### Requirement
Search the data below for the string "async" and copy all lines where it shows up.

### Dataset excerpts
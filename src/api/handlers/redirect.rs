//! Interactive redirect surface
//!
//! The resolution outcomes render as 307 redirects: to the target on
//! success, to descriptive frontend pages for the expired / not-active /
//! password-required cases. Unknown aliases answer 410 Gone. This surface
//! does not use the API envelope except for the Gone body and the
//! password-verification endpoint.

use actix_web::http::StatusCode;
use actix_web::{HttpRequest, HttpResponse, Responder, web};
use serde::{Deserialize, Serialize};
use tracing::{debug, error};

use crate::api::responses::{error_response, json_response, success_response};
use crate::config::UrlConfig;
use crate::errors::ServiceError;
use crate::services::{Outcome, ResolutionService, VisitorInfo};
use crate::utils::ip::extract_client_ip;

#[derive(Debug, Deserialize)]
#[serde(rename_all = "camelCase")]
pub struct VerifyPasswordRequest {
    /// The alias of the protected link.
    pub short_url: String,
    pub password: String,
}

#[derive(Debug, Serialize)]
#[serde(rename_all = "camelCase")]
pub struct VerifyPasswordResponse {
    pub full_url: String,
}

fn visitor_from_request(req: &HttpRequest) -> VisitorInfo {
    VisitorInfo {
        address: extract_client_ip(req),
        user_agent: req
            .headers()
            .get("user-agent")
            .and_then(|h| h.to_str().ok())
            .map(String::from),
    }
}

fn temporary_redirect(location: &str) -> HttpResponse {
    HttpResponse::build(StatusCode::TEMPORARY_REDIRECT)
        .insert_header(("Location", location))
        .finish()
}

fn gone_response() -> HttpResponse {
    json_response::<()>(
        StatusCode::GONE,
        false,
        "This link has expired or does not exist",
        None,
        None,
    )
}

/// Resolve an alias and answer with the matching redirect.
pub async fn handle_redirect(
    req: HttpRequest,
    path: web::Path<String>,
    resolution: web::Data<ResolutionService>,
    urls: web::Data<UrlConfig>,
) -> impl Responder {
    let alias = path.into_inner();
    let visitor = visitor_from_request(&req);

    match resolution.resolve(&alias, &visitor).await {
        Ok(Outcome::Redirect { target }) => temporary_redirect(&target),
        Ok(Outcome::Expired { expired_at, alias }) => {
            debug!("Expired link hit: {}", alias);
            let location = format!(
                "{}?expiredAt={}&shortUrl={}",
                urls.frontend_page("link-expired"),
                urlencoding::encode(&expired_at.to_rfc3339()),
                urlencoding::encode(&alias)
            );
            temporary_redirect(&location)
        }
        Ok(Outcome::NotActive {
            active_from,
            short_link,
        }) => {
            let location = format!(
                "{}?activeFrom={}&shortUrl={}",
                urls.frontend_page("link-not-active"),
                urlencoding::encode(&active_from.to_rfc3339()),
                urlencoding::encode(&short_link)
            );
            temporary_redirect(&location)
        }
        Ok(Outcome::PasswordRequired { alias }) => {
            temporary_redirect(&urls.frontend_page(&format!("protected/{}", alias)))
        }
        Ok(Outcome::Gone) => gone_response(),
        Err(e) => {
            error!("Resolution failed for '{}': {}", alias, e);
            error_response(&e)
        }
    }
}

/// Unlock a password-protected link; the response carries the target URL.
pub async fn verify_password(
    req: HttpRequest,
    payload: web::Json<VerifyPasswordRequest>,
    resolution: web::Data<ResolutionService>,
) -> impl Responder {
    let body = payload.into_inner();

    if body.password.is_empty() {
        return error_response(&ServiceError::bad_request("Password is required"));
    }

    let visitor = visitor_from_request(&req);

    match resolution
        .verify_link_password(&body.short_url, &body.password, &visitor)
        .await
    {
        Ok(target) => success_response(
            "Password verified",
            VerifyPasswordResponse { full_url: target },
        ),
        Err(e) => error_response(&e),
    }
}
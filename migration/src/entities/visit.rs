//! Visit entity, one row per successfully resolved click.

use sea_orm::entity::prelude::*;

#[derive(Clone, Debug, PartialEq, DeriveEntityModel, Eq)]
#[sea_orm(table_name = "visits")]
pub struct Model {
    #[sea_orm(primary_key)]
    pub id: i64,
    pub link_id: String,
    pub address: Option<String>,
    /// Coarse device class, "mobile" or "desktop".
    pub device: String,
    pub visited_at: DateTimeUtc,
}

#[derive(Copy, Clone, Debug, EnumIter, DeriveRelation)]
pub enum Relation {}

impl ActiveModelBehavior for ActiveModel {}
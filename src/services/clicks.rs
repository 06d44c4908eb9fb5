//! Click recording
//!
//! One successful resolution produces exactly one Visit row and exactly one
//! counter increment. The increment is a relative update at the store layer,
//! so overlapping visits to the same link each land.

use std::sync::Arc;

use chrono::Utc;

use crate::errors::Result;
use crate::storage::{DeviceClass, SeaOrmStore};

#[derive(Clone)]
pub struct ClickRecorder {
    store: Arc<SeaOrmStore>,
}

impl ClickRecorder {
    pub fn new(store: Arc<SeaOrmStore>) -> Self {
        Self { store }
    }

    /// Append a Visit and bump the link's click counter.
    ///
    /// The two writes run sequentially; a failure between them leaves a
    /// transient drift between the counter and the visit stream, which the
    /// analytics summary tolerates.
    pub async fn record(
        &self,
        link_id: &str,
        address: Option<String>,
        device: DeviceClass,
    ) -> Result<()> {
        self.store
            .insert_visit(link_id, address, device, Utc::now())
            .await?;
        self.store.increment_clicks(link_id).await?;
        Ok(())
    }
}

### Answer to this problem
pub async fn handle_redirect(
pub async fn verify_password(
    pub async fn record(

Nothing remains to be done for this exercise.